◆ Problem description ◆
Work out how many lines below contain the word "await", then give that number alone.

◆ Supplied material ◆
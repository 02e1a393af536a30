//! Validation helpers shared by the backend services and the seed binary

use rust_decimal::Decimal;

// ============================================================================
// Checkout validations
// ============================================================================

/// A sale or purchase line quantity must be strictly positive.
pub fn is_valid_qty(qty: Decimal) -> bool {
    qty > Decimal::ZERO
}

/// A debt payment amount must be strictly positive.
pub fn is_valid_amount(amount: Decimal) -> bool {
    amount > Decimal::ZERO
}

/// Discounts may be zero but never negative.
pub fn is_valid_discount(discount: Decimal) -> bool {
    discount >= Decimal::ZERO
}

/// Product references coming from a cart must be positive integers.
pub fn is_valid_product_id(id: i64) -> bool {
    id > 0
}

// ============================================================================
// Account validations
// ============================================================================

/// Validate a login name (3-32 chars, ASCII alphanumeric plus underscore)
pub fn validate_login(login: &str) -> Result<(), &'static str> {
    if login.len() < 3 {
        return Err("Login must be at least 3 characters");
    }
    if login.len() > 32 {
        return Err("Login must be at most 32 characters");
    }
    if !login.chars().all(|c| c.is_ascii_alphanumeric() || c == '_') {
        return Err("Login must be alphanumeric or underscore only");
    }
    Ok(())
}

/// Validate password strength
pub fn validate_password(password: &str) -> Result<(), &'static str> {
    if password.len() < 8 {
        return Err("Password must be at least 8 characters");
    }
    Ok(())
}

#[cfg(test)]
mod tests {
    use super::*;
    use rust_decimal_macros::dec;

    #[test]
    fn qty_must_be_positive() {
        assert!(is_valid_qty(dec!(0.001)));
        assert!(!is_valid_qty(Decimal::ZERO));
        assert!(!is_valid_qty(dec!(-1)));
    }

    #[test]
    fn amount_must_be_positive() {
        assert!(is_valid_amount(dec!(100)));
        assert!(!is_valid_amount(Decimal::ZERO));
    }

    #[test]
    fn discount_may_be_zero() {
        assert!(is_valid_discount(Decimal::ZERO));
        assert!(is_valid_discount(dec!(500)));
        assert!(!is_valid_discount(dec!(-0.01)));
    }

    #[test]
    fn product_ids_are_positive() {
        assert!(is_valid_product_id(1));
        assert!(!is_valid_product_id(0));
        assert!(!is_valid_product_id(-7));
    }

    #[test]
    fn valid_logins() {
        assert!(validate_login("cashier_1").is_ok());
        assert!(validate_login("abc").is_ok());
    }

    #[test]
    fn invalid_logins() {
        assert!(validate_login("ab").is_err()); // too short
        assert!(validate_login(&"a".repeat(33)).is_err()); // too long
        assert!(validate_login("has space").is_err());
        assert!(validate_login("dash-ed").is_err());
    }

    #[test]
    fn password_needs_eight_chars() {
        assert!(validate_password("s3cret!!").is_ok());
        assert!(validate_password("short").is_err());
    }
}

--

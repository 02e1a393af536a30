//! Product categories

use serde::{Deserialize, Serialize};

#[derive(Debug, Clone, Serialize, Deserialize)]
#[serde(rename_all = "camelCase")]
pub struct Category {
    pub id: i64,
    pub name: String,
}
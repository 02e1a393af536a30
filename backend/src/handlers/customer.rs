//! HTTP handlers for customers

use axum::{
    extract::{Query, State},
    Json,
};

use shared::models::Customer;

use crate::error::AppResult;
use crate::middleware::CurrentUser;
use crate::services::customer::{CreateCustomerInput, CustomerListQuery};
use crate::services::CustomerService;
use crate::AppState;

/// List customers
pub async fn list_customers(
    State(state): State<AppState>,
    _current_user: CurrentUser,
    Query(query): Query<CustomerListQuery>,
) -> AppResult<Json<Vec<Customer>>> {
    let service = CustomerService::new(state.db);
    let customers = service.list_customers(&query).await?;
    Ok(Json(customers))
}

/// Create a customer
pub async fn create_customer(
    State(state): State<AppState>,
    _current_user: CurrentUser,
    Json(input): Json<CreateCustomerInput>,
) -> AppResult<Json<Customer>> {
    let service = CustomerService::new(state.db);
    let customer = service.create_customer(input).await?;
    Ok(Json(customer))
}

◆ Response area ◆
2